══ Available data

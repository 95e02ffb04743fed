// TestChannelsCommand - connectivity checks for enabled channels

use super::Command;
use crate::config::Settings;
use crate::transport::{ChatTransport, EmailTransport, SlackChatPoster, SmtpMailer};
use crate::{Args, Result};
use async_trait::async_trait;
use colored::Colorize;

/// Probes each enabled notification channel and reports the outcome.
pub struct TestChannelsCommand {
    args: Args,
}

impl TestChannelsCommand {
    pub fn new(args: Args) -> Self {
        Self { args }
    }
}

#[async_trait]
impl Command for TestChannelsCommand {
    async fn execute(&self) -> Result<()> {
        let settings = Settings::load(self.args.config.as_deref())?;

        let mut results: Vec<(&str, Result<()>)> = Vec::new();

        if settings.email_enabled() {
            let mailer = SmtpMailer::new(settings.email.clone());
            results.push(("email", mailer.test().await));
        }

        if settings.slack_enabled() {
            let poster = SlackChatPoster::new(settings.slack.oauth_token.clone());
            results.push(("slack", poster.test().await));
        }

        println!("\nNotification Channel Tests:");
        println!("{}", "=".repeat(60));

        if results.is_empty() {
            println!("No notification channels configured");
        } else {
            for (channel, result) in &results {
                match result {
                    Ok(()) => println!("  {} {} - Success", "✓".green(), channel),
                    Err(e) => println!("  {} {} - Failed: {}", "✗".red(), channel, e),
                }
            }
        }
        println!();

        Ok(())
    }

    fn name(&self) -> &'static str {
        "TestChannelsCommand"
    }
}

════
══ Available data

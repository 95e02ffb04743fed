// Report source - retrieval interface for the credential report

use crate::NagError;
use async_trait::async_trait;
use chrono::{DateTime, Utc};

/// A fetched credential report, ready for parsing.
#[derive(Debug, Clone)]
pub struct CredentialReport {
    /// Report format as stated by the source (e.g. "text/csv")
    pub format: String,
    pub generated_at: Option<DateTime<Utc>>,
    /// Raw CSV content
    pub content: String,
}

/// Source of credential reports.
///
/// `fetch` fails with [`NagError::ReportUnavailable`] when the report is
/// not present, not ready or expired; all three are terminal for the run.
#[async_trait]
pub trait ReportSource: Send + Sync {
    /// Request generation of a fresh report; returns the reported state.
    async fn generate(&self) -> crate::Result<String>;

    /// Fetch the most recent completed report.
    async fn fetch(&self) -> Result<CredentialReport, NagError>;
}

════
══ Available data

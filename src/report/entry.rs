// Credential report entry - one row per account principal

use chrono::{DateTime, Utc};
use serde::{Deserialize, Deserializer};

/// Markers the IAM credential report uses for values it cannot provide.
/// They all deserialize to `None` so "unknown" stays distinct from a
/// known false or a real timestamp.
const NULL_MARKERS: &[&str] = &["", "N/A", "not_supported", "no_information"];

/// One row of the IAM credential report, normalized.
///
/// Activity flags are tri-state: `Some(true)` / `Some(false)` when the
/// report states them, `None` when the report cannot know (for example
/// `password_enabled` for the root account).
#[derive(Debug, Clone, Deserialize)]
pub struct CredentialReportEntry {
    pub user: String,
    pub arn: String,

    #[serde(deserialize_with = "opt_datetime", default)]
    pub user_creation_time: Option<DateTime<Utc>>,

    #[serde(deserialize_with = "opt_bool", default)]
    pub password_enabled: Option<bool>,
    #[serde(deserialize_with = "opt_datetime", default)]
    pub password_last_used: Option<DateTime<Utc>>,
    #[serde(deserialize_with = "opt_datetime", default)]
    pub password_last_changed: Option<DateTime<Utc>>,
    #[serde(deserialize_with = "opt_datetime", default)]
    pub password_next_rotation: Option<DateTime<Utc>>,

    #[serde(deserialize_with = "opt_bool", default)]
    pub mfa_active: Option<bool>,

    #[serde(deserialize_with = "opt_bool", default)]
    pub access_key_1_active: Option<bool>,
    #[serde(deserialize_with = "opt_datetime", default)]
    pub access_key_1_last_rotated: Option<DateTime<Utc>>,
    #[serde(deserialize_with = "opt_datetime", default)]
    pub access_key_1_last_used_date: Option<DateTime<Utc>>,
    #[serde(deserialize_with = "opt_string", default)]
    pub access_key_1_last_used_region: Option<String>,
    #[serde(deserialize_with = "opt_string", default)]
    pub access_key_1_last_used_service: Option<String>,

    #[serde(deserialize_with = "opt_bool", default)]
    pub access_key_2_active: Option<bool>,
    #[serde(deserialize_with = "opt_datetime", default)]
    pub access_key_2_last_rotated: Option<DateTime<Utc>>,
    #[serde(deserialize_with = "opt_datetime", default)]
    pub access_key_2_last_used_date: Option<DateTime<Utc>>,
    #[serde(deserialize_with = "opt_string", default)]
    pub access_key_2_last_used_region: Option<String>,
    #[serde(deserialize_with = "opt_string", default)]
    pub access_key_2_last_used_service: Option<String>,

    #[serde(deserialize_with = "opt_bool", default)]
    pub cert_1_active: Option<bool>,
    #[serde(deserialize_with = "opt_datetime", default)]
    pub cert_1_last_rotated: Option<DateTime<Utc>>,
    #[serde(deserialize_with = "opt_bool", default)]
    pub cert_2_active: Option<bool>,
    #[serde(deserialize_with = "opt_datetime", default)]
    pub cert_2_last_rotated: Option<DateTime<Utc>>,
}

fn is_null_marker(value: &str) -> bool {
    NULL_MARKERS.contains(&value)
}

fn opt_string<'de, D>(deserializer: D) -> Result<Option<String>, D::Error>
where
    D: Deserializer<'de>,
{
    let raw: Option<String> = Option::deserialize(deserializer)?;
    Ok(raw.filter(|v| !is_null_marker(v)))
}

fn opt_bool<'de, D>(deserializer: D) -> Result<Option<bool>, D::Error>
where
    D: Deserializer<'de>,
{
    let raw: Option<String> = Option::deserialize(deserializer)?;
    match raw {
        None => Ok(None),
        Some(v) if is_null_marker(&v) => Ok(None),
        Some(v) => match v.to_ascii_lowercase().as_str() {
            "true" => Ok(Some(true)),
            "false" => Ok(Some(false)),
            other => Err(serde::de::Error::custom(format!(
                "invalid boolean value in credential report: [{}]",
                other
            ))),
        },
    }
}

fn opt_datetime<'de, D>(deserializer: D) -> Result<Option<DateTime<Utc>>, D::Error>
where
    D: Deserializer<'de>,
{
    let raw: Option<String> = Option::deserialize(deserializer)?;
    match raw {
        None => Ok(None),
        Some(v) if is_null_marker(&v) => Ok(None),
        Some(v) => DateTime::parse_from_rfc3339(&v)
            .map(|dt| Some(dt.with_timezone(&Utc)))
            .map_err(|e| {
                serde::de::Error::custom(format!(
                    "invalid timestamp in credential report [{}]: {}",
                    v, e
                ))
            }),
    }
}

════

■ **Instructions to follow**:
Go over the listing above and return each line with "push".

■ **Solution to this exercise**:
            results.push(("email", mailer.test().await));
            results.push(("slack", poster.test().await));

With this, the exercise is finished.